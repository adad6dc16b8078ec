//! Holiday calendar port trait.

use crate::domain::error::QuantkitError;
use crate::domain::holiday::HolidaySet;

/// Source of exchange holidays, queried one calendar year at a time.
///
/// Implementations must return `DataUnavailable` when the source itself
/// fails. An `Ok` empty set means the source was read and listed no
/// holidays for that year.
pub trait HolidayCalendar {
    fn holidays_for(&self, year: i32) -> Result<HolidaySet, QuantkitError>;

    /// Short label used in log lines.
    fn describe(&self) -> String {
        "holiday calendar".to_string()
    }
}

impl<T: HolidayCalendar + ?Sized> HolidayCalendar for Box<T> {
    fn holidays_for(&self, year: i32) -> Result<HolidaySet, QuantkitError> {
        (**self).holidays_for(year)
    }

    fn describe(&self) -> String {
        (**self).describe()
    }
}
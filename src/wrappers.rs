//! Call-site wrappers for timing and retrying operations.

use std::fmt::Display;
use std::thread;
use std::time::{Duration, Instant};

/// Run `f`, logging its wall-clock time at debug level.
pub fn timed<T, F>(label: &str, f: F) -> T
where
    F: FnOnce() -> T,
{
    let started = Instant::now();
    let out = f();
    tracing::debug!(
        label,
        elapsed_ms = started.elapsed().as_secs_f64() * 1000.0,
        "timed"
    );
    out
}

/// Fixed-delay retry for fallible operations.
#[derive(Debug, Clone, Copy, PartialEq, Eq)]
pub struct RetryPolicy {
    /// Total attempts, the first included. Zero behaves as one.
    pub max_attempts: u32,
    pub delay: Duration,
}

impl Default for RetryPolicy {
    fn default() -> Self {
        Self {
            max_attempts: 1,
            delay: Duration::from_millis(500),
        }
    }
}

impl RetryPolicy {
    pub fn new(max_attempts: u32, delay: Duration) -> Self {
        Self {
            max_attempts,
            delay,
        }
    }

    /// Call `op` until it succeeds or the attempts run out. The last error
    /// is returned.
    pub fn retry<T, E, F>(&self, label: &str, mut op: F) -> Result<T, E>
    where
        E: Display,
        F: FnMut() -> Result<T, E>,
    {
        let attempts = self.max_attempts.max(1);
        let mut attempt = 1;
        loop {
            match op() {
                Ok(value) => return Ok(value),
                Err(e) if attempt < attempts => {
                    tracing::warn!(label, attempt, attempts, error = %e, "attempt failed, retrying");
                    if !self.delay.is_zero() {
                        thread::sleep(self.delay);
                    }
                    attempt += 1;
                }
                Err(e) => {
                    if attempts > 1 {
                        tracing::error!(label, attempts, error = %e, "giving up");
                    }
                    return Err(e);
                }
            }
        }
    }
}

********

> Description of the task
Would you please copy each line of the listing that contains the word "Duration"?

> Result of this exercise
use std::time::{Duration, Instant};
    pub delay: Duration,
            delay: Duration::from_millis(500),
    pub fn new(max_attempts: u32, delay: Duration) -> Self {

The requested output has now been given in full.